Exercise: Out of the material that follows, write out exactly the lines from the line with "network connection; this" to the line with "use async_trait::async_trait;", both ends included, and no others.

=== Begin Enclosure ===

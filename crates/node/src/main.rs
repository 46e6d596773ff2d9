//! evmgate command line.

mod cli;
mod service;
mod util;

use std::sync::Arc;

use anyhow::Context;
use clap::Parser;
use cli::RunCmd;
use gc_ledger::HttpLedgerClient;
use gc_rpc::EthService;
use service::RpcService;

const GREET_IMPL_NAME: &str = "evmgate";
const GREET_SUPPORT_URL: &str = "https://github.com/evmgate/evmgate/issues";

#[tokio::main]
async fn main() -> anyhow::Result<()> {
    let run_cmd = RunCmd::parse().load().context("Loading the configuration")?;
    util::setup_logging(run_cmd.log_format)?;

    tracing::info!("🥷 {} Ethereum gateway", GREET_IMPL_NAME);
    tracing::info!("✌️  Version {}", env!("CARGO_PKG_VERSION"));
    tracing::info!("💁 Support URL: {}", GREET_SUPPORT_URL);

    let ledger_config = run_cmd.ledger_params.ledger_config()?;
    tracing::info!(
        "🔗 Ledger: {} (channel `{}`, chaincode `{}`, identity {}@{})",
        ledger_config.url,
        ledger_config.channel,
        run_cmd.ledger_params.chaincode,
        ledger_config.user,
        ledger_config.org
    );
    let ledger = HttpLedgerClient::new(ledger_config).context("Initializing the ledger client")?;

    let eth = EthService::new(Arc::new(ledger), run_cmd.eth_config());
    let mut service_rpc = RpcService::new(&run_cmd.rpc_params, eth).context("Initializing the RPC service")?;
    service_rpc.start().await?;

    util::shutdown_signal().await;
    tracing::info!("🛑 Shutting down");
    service_rpc.stop().await;

    Ok(())
}
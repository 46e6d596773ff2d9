//! Access to the ledger through its HTTP gateway.
//!
//! The gateway owns the signing identity and the network connection; this
//! crate only speaks its REST contract. [`LedgerClient`] is the seam the
//! rpc layer depends on, so tests can swap in a mock.

mod error;
mod http;

pub use error::LedgerError;
pub use http::{HttpLedgerClient, LedgerConfig};

use async_trait::async_trait;
use gp_ledger::Block;

/// Outcome of a submitted transaction.
#[derive(Clone, Debug, Default, PartialEq, Eq)]
pub struct Invocation {
    pub transaction_id: String,
    pub payload: Vec<u8>,
}

#[cfg_attr(any(test, feature = "testing"), mockall::automock)]
#[async_trait]
pub trait LedgerClient: Send + Sync {
    /// Evaluates a chaincode function without committing anything.
    async fn query(&self, chaincode: &str, function: &str, args: Vec<Vec<u8>>) -> Result<Vec<u8>, LedgerError>;

    /// Endorses, orders and waits for the commit of a chaincode invocation.
    async fn execute(&self, chaincode: &str, function: &str, args: Vec<Vec<u8>>) -> Result<Invocation, LedgerError>;

    /// Number of committed blocks. The latest block is `height - 1`.
    async fn query_chain_height(&self) -> Result<u64, LedgerError>;

    async fn query_block_by_height(&self, number: u64) -> Result<Block, LedgerError>;

    async fn query_block_by_transaction_id(&self, tx_id: &str) -> Result<Block, LedgerError>;
}
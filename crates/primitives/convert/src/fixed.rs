use std::fmt;
use std::str::FromStr;

use serde::{Deserialize, Deserializer, Serialize, Serializer};

use crate::{strip_0x, HexError};

/// A fixed-width byte value exchanged as hex.
///
/// Parsing accepts both the prefixed and the bare form, in any case, but
/// always checks the width. Rendering is always `0x` prefixed lowercase.
#[derive(Clone, Copy, PartialEq, Eq, Hash, PartialOrd, Ord)]
pub struct FixedHex<const N: usize>([u8; N]);

/// 20-byte account or contract address.
pub type Address = FixedHex<20>;
/// 32-byte log topic.
pub type Topic = FixedHex<32>;

impl<const N: usize> FixedHex<N> {
    /// Number of hex characters of the unprefixed form.
    pub const HEX_LEN: usize = N * 2;

    pub fn parse(value: &str) -> Result<Self, HexError> {
        let stripped = strip_0x(value);
        if stripped.len() != Self::HEX_LEN {
            return Err(HexError::InvalidLength { expected: Self::HEX_LEN, got: stripped.len(), value: value.to_owned() });
        }
        let mut bytes = [0u8; N];
        hex::decode_to_slice(stripped, &mut bytes).map_err(|_| HexError::InvalidHex(value.to_owned()))?;
        Ok(Self(bytes))
    }

    pub const fn from_bytes(bytes: [u8; N]) -> Self {
        Self(bytes)
    }

    /// The all-zero value. For addresses this is the contract creation sentinel.
    pub const fn zero() -> Self {
        Self([0u8; N])
    }

    pub fn is_zero(&self) -> bool {
        self.0.iter().all(|b| *b == 0)
    }

    pub fn as_bytes(&self) -> &[u8; N] {
        &self.0
    }

    /// Lowercase hex without prefix, the form the chaincode stores.
    pub fn to_unprefixed(&self) -> String {
        hex::encode(self.0)
    }

    /// Compares against a hex string as stored by the chaincode. Values that
    /// do not parse never match.
    pub fn matches_hex(&self, other: &str) -> bool {
        Self::parse(other).is_ok_and(|other| other == *self)
    }
}

impl<const N: usize> fmt::Display for FixedHex<N> {
    fn fmt(&self, f: &mut fmt::Formatter<'_>) -> fmt::Result {
        write!(f, "0x{}", hex::encode(self.0))
    }
}

impl<const N: usize> fmt::Debug for FixedHex<N> {
    fn fmt(&self, f: &mut fmt::Formatter<'_>) -> fmt::Result {
        fmt::Display::fmt(self, f)
    }
}

impl<const N: usize> FromStr for FixedHex<N> {
    type Err = HexError;

    fn from_str(s: &str) -> Result<Self, Self::Err> {
        Self::parse(s)
    }
}

impl<const N: usize> Serialize for FixedHex<N> {
    fn serialize<S: Serializer>(&self, serializer: S) -> Result<S::Ok, S::Error> {
        serializer.collect_str(self)
    }
}

impl<'de, const N: usize> Deserialize<'de> for FixedHex<N> {
    fn deserialize<D: Deserializer<'de>>(deserializer: D) -> Result<Self, D::Error> {
        let s = String::deserialize(deserializer)?;
        Self::parse(&s).map_err(serde::de::Error::custom)
    }
}
use gp_convert::strip_0x;
use gp_rpc::Transaction;

use crate::shape::{BlockInfo, TxLocation};
use crate::{EthRpcApiError, EthRpcResult, EthService};

/// Get the details of a transaction given its hash
///
/// ### Arguments
///
/// * `tx_hash` - The ledger transaction id, with or without `0x` prefix.
///
/// ### Returns
///
/// The transaction with its block and position. `to` and `input` are only
/// present for EVM calls; deployments have no `to`.
///
/// ### Errors
///
/// An empty hash is rejected before reaching the ledger.
pub async fn get_transaction_by_hash(service: &EthService, tx_hash: &str) -> EthRpcResult<Transaction> {
    let tx_id = strip_0x(tx_hash);
    if matches!(tx_id, "" | "0x") {
        return Err(EthRpcApiError::invalid_params("transaction hash is empty"));
    }
    tracing::debug!("Looking up transaction {tx_id}");

    let (block, index, transaction) = service.find_transaction(tx_id).await?;
    let info = BlockInfo::of(&block)?;
    Ok(TxLocation::new(&info, tx_id, index).transaction(&transaction))
}

#[cfg(test)]
mod tests {
    use super::*;
    use crate::test_utils::*;
    use assert_matches::assert_matches;
    use rstest::rstest;

    #[rstest]
    #[tokio::test]
    async fn test_call_transaction(sample_chain: SampleChain) {
        let rpc = rpc_test_setup(sample_chain.ledger());

        assert_eq!(
            get_transaction_by_hash(&rpc, TX_LATER).await.unwrap(),
            Transaction {
                block_hash: SampleChain::block_hash(3),
                block_number: "0x3".into(),
                to: Some(format!("0x{CONTRACT}")),
                input: Some("0xdeadbeef".into()),
                transaction_index: "0x0".into(),
                hash: format!("0x{TX_LATER}"),
            }
        );
    }

    #[rstest]
    #[tokio::test]
    async fn test_deployment_has_no_to(sample_chain: SampleChain) {
        let rpc = rpc_test_setup(sample_chain.ledger());

        let transaction = get_transaction_by_hash(&rpc, &format!("0x{TX_DEPLOY}")).await.unwrap();

        assert_eq!(transaction.to, None);
        assert_eq!(transaction.input, Some(format!("0x{BYTECODE}")));
    }

    #[rstest]
    #[tokio::test]
    async fn test_get_code_lookup_has_no_call_data(sample_chain: SampleChain) {
        let rpc = rpc_test_setup(sample_chain.ledger());

        let transaction = get_transaction_by_hash(&rpc, TX_GET_CODE).await.unwrap();

        assert_eq!(transaction.to, None);
        assert_eq!(transaction.input, None);
        assert_eq!(transaction.transaction_index, "0x1");
    }

    #[rstest]
    #[case::empty("")]
    #[case::bare_prefix("0x")]
    #[tokio::test]
    async fn test_empty_hash_is_rejected(#[case] tx_hash: &str) {
        let rpc = rpc_test_setup(TestLedger::new());
        assert_matches!(get_transaction_by_hash(&rpc, tx_hash).await, Err(EthRpcApiError::InvalidParams(_)));
    }

    #[rstest]
    #[tokio::test]
    async fn test_unknown_transaction(sample_chain: SampleChain) {
        let rpc = rpc_test_setup(sample_chain.ledger());
        assert_matches!(get_transaction_by_hash(&rpc, "feed").await, Err(EthRpcApiError::LedgerQuery(_)));
    }
}
//! Tipos compartilhados entre extração e envio.

use std::collections::BTreeMap;
use std::fmt;

/// Prefixo do rótulo de grupo de cada GPU (`gpu1`, `gpu2`…).
pub const GROUP_PREFIX: &str = "gpu";

// ──────────────────────────────────────────────
// Caminho de métrica
// ──────────────────────────────────────────────

/// Caminho separado por pontos até uma folha do relatório
/// (ex: `fb_memory_usage.used`).
#[derive(Debug, Clone, PartialEq, Eq, Hash, PartialOrd, Ord)]
pub struct MetricPath(String);

impl MetricPath {
    pub fn new(raw: impl Into<String>) -> Self {
        Self(raw.into())
    }

    pub fn as_str(&self) -> &str {
        &self.0
    }

    /// Segmentos na ordem de navegação.
    pub fn segments(&self) -> impl Iterator<Item = &str> {
        self.0.split('.')
    }

    /// `true` se algum segmento for vazio (`a..b`, `.a`, `a.`).
    pub fn has_empty_segment(&self) -> bool {
        self.segments().any(|s| s.trim().is_empty())
    }
}

impl fmt::Display for MetricPath {
    fn fmt(&self, f: &mut fmt::Formatter<'_>) -> fmt::Result {
        f.write_str(&self.0)
    }
}

// ──────────────────────────────────────────────
// Conjunto de amostras
// ──────────────────────────────────────────────

/// Mapa plano caminho → valor numérico extraído, de uma GPU em um ciclo.
///
/// Os valores são mantidos como texto exatamente como extraídos
/// (`"12.50"` continua `"12.50"`).
#[derive(Debug, Clone, Default, PartialEq, Eq)]
pub struct SampleSet {
    values: BTreeMap<String, String>,
}

impl SampleSet {
    pub fn new() -> Self {
        Self::default()
    }

    pub fn insert(&mut self, path: &MetricPath, value: impl Into<String>) {
        self.values.insert(path.as_str().to_owned(), value.into());
    }

    pub fn get(&self, path: &str) -> Option<&str> {
        self.values.get(path).map(String::as_str)
    }

    pub fn len(&self) -> usize {
        self.values.len()
    }

    pub fn is_empty(&self) -> bool {
        self.values.is_empty()
    }

    pub fn iter(&self) -> impl Iterator<Item = (&str, &str)> {
        self.values.iter().map(|(k, v)| (k.as_str(), v.as_str()))
    }
}

// ──────────────────────────────────────────────
// Amostra por dispositivo
// ──────────────────────────────────────────────

/// Amostras de uma GPU, numerada a partir de 1 na ordem do documento.
#[derive(Debug, Clone, PartialEq, Eq)]
pub struct DeviceSample {
    pub index: u32,
    pub samples: SampleSet,
}

impl DeviceSample {
    pub fn group(&self) -> String {
        group_label(self.index)
    }
}

/// Rótulo de grupo para a GPU de número `index`.
pub fn group_label(index: u32) -> String {
    format!("{GROUP_PREFIX}{index}")
}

=== End Enclosure ===

Written reply:
//! The gateway owns the signing identity and the network connection; this
//! crate only speaks its REST contract. [`LedgerClient`] is the seam the
//! rpc layer depends on, so tests can swap in a mock.

mod error;
mod http;

pub use error::LedgerError;
pub use http::{HttpLedgerClient, LedgerConfig};

use async_trait::async_trait;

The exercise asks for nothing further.